═══ LISTED ENTRIES ═══

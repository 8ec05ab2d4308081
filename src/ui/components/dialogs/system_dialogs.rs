use crate::constants::{DIALOG_TITLE_DELETE, DIALOG_TITLE_LOGS};
use crate::logger::Logger;
use crate::ui::components::help_panel::HELP_TEXT;
use crate::ui::layout::LayoutManager;
use ratatui::{
    layout::{Alignment, Constraint, Direction, Layout, Rect},
    style::{Color, Style},
    widgets::{Block, Borders, Clear, Paragraph},
    Frame,
};

use super::common::{self, shortcuts};
use super::scroll_behavior::ScrollPosition;

pub fn render_delete_confirmation_dialog(f: &mut Frame, area: Rect, claim_id: i64, policy_number: &str) {
    let dialog_area = LayoutManager::centered_rect_lines(50, 7, area);
    f.render_widget(Clear, dialog_area);

    let label = if policy_number.is_empty() {
        format!("claim #{claim_id}")
    } else {
        format!("claim #{claim_id} ({policy_number})")
    };
    let message = format!("Are you sure you want to delete {label}?\nThis cannot be undone.");

    let block = common::create_dialog_block(DIALOG_TITLE_DELETE, Color::Red);

    let message_paragraph = Paragraph::new(message)
        .style(Style::default().fg(Color::White))
        .alignment(Alignment::Center);

    let instructions = common::create_instructions_paragraph(&[
        ("Enter/y", Color::Red, " Delete"),
        shortcuts::SEPARATOR,
        shortcuts::ESC_CANCEL,
    ]);

    let chunks = Layout::default()
        .direction(Direction::Vertical)
        .margin(1)
        .constraints([Constraint::Length(3), Constraint::Length(1)])
        .split(dialog_area);

    f.render_widget(block, dialog_area);
    f.render_widget(message_paragraph, chunks[0]);
    f.render_widget(instructions, chunks[1]);
}

fn render_message_dialog(f: &mut Frame, area: Rect, title: &str, color: Color, message: &str, scroll: &mut ScrollPosition) {
    let dialog_area = LayoutManager::centered_rect_lines(60, 10, area);
    f.render_widget(Clear, dialog_area);

    let block = Block::default()
        .borders(Borders::ALL)
        .title(title)
        .style(Style::default().fg(color));

    let content_area = Rect::new(
        dialog_area.x + 1,
        dialog_area.y + 1,
        dialog_area.width.saturating_sub(2),
        dialog_area.height.saturating_sub(4),
    );

    let instructions_area = Rect::new(
        dialog_area.x + 1,
        dialog_area.y + dialog_area.height.saturating_sub(2),
        dialog_area.width.saturating_sub(2),
        1,
    );

    let instructions = Paragraph::new("Press any key to continue • j/k to scroll if needed")
        .style(Style::default().fg(Color::Gray))
        .alignment(Alignment::Center);

    f.render_widget(block, dialog_area);
    common::render_scrollable_text(f, content_area, message, scroll.offset, &mut scroll.scrollbar, None);
    f.render_widget(instructions, instructions_area);
}

pub fn render_info_dialog(f: &mut Frame, area: Rect, message: &str, scroll: &mut ScrollPosition) {
    render_message_dialog(f, area, "ℹ Info", Color::Blue, message, scroll);
}

pub fn render_error_dialog(f: &mut Frame, area: Rect, message: &str, scroll: &mut ScrollPosition) {
    render_message_dialog(f, area, "⚠ Error", Color::Red, message, scroll);
}

pub fn render_help_dialog(f: &mut Frame, area: Rect, scroll: &mut ScrollPosition) {
    let help_area = LayoutManager::centered_rect(90, 90, area);
    f.render_widget(Clear, help_area);

    let block = Block::default()
        .borders(Borders::ALL)
        .title("📖 Help - Press 'Esc' or '?' to close")
        .title_alignment(Alignment::Center);

    common::render_scrollable_text(f, help_area, HELP_TEXT, scroll.offset, &mut scroll.scrollbar, Some(block));
}

pub fn render_logs_dialog(f: &mut Frame, area: Rect, logger: &Logger, scroll: &mut ScrollPosition) {
    let logs_area = LayoutManager::centered_rect(90, 90, area);
    f.render_widget(Clear, logs_area);

    let logs = logger.get_logs();
    let logs_content = if logs.is_empty() {
        "No logs yet".to_string()
    } else {
        logs.join("\n")
    };

    let block = Block::default()
        .borders(Borders::ALL)
        .title(DIALOG_TITLE_LOGS)
        .title_alignment(Alignment::Center);

    common::render_scrollable_text(f, logs_area, &logs_content, scroll.offset, &mut scroll.scrollbar, Some(block));
}
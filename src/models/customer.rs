use serde::{Deserialize, Serialize};

/// A policy holder.
#[derive(Debug, Clone, PartialEq, Eq, Serialize, Deserialize)]
pub struct Customer {
    #[serde(alias = "customer_id")]
    pub id: i64,
    pub name: String,
    #[serde(default)]
    pub email: String,
    #[serde(default)]
    pub phone: String,
    #[serde(default)]
    pub address: String,
    #[serde(default)]
    pub city: String,
}
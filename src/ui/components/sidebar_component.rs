//! Sidebar navigation component for claimdesk.
//!
//! Lists the main sections of the dashboard. Shift+J/K, Tab/Shift+Tab or
//! Shift+arrows move the selection and navigate immediately; a mouse click does the same.

use crate::routes::Route;
use crate::ui::core::{actions::Action, Component};
use crossterm::event::{KeyCode, KeyEvent, KeyModifiers, MouseButton, MouseEvent, MouseEventKind};
use ratatui::{
    layout::Rect,
    style::{Color, Modifier, Style},
    text::{Line, Span},
    widgets::{block::BorderType, Block, Borders, List, ListItem, ListState},
    Frame,
};

pub struct SidebarComponent {
    list_state: ListState,
    /// Shown in the footer line, e.g. the signed-in API host.
    pub footer: String,
}

impl Default for SidebarComponent {
    fn default() -> Self {
        Self::new()
    }
}

fn icon(route: &Route) -> &'static str {
    match route {
        Route::Dashboard => "🏠",
        Route::Claims => "📋",
        Route::NewClaim => "➕",
        Route::Customers => "👥",
        Route::Employees => "🧑",
        Route::Analytics => "📊",
        Route::Profile => "👤",
        Route::Settings => "⚙",
        _ => "•",
    }
}

impl SidebarComponent {
    pub fn new() -> Self {
        let mut list_state = ListState::default();
        list_state.select(Some(0));
        Self {
            list_state,
            footer: String::new(),
        }
    }

    pub fn selected_route(&self) -> Route {
        let index = self.list_state.selected().unwrap_or(0);
        Route::SIDEBAR[index % Route::SIDEBAR.len()].clone()
    }

    /// Highlight the entry for `route`; routes outside the sidebar clear it.
    pub fn sync_with(&mut self, route: &Route) {
        self.list_state.select(route.sidebar_index());
    }

    fn step(&mut self, forward: bool) -> Action {
        let len = Route::SIDEBAR.len();
        let current = self.list_state.selected().unwrap_or(0);
        let next = if forward { (current + 1) % len } else { (current + len - 1) % len };
        self.list_state.select(Some(next));
        Action::Navigate(Route::SIDEBAR[next].clone())
    }

    /// Handle mouse events
    pub fn handle_mouse(&mut self, mouse: MouseEvent, area: Rect) -> Action {
        let is_in_area = mouse.column >= area.x
            && mouse.column < area.x + area.width
            && mouse.row >= area.y
            && mouse.row < area.y + area.height;

        if !is_in_area {
            return Action::None;
        }

        match mouse.kind {
            MouseEventKind::Down(MouseButton::Left) => {
                if mouse.row > area.y && mouse.row < area.y + area.height - 1 {
                    let clicked_index = self.list_state.offset() + (mouse.row - area.y - 1) as usize;
                    match Route::SIDEBAR.get(clicked_index) {
                        Some(route) => {
                            self.list_state.select(Some(clicked_index));
                            Action::Navigate(route.clone())
                        }
                        None => Action::None,
                    }
                } else {
                    Action::None
                }
            }
            MouseEventKind::ScrollUp => self.step(false),
            MouseEventKind::ScrollDown => self.step(true),
            _ => Action::None,
        }
    }
}

impl Component for SidebarComponent {
    fn handle_key_events(&mut self, key: KeyEvent) -> Action {
        match key.code {
            KeyCode::Char('J') | KeyCode::Tab => self.step(true),
            KeyCode::Char('K') | KeyCode::BackTab => self.step(false),
            KeyCode::Down if key.modifiers.contains(KeyModifiers::SHIFT) => self.step(true),
            KeyCode::Up if key.modifiers.contains(KeyModifiers::SHIFT) => self.step(false),
            _ => Action::None,
        }
    }

    fn update(&mut self, action: Action) -> Action {
        if let Action::Navigate(route) = &action {
            self.sync_with(route);
        }
        action
    }

    fn render(&mut self, f: &mut Frame, rect: Rect) {
        let selected = self.list_state.selected();
        let items: Vec<ListItem> = Route::SIDEBAR
            .iter()
            .enumerate()
            .map(|(index, route)| {
                let style = if Some(index) == selected {
                    Style::default().fg(Color::Black).bg(Color::Cyan).add_modifier(Modifier::BOLD)
                } else {
                    Style::default().fg(Color::White)
                };
                ListItem::new(Line::from(vec![
                    Span::raw(format!(" {} ", icon(route))),
                    Span::raw(route.title()),
                ]))
                .style(style)
            })
            .collect();

        let mut block = Block::default()
            .borders(Borders::ALL)
            .border_type(BorderType::Rounded)
            .title("Navigation")
            .title_style(Style::default().fg(Color::White))
            .border_style(Style::default().fg(Color::DarkGray));
        if !self.footer.is_empty() {
            block = block.title_bottom(Line::from(Span::styled(
                format!(" {} ", self.footer),
                Style::default().fg(Color::DarkGray),
            )));
        }

        let list = List::new(items).block(block);
        f.render_stateful_widget(list, rect, &mut self.list_state);
    }
}

#[cfg(test)]
mod tests {
    use super::*;

    #[test]
    fn shift_j_wraps_and_navigates() {
        let mut sidebar = SidebarComponent::new();
        sidebar.sync_with(&Route::Settings);
        let action = sidebar.handle_key_events(KeyEvent::new(KeyCode::Char('J'), KeyModifiers::SHIFT));
        assert!(matches!(action, Action::Navigate(Route::Dashboard)));
        assert_eq!(sidebar.selected_route(), Route::Dashboard);
    }

    #[test]
    fn detail_routes_highlight_their_section() {
        let mut sidebar = SidebarComponent::new();
        sidebar.update(Action::Navigate(Route::ClaimDetail(4)));
        assert_eq!(sidebar.selected_route(), Route::Claims);
    }
}
use serde::{Deserialize, Serialize};

/// The signed-in account, as returned by `/auth/me`.
#[derive(Debug, Clone, PartialEq, Eq, Serialize, Deserialize)]
pub struct User {
    pub id: i64,
    #[serde(default)]
    pub name: String,
    pub email: String,
    #[serde(default)]
    pub role: Option<String>,
}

═══

**TO DO**
Examine the entries and report how many of their lines contain the string "Settings", giving no more than the number.

**PROBLEM SOLUTION**
2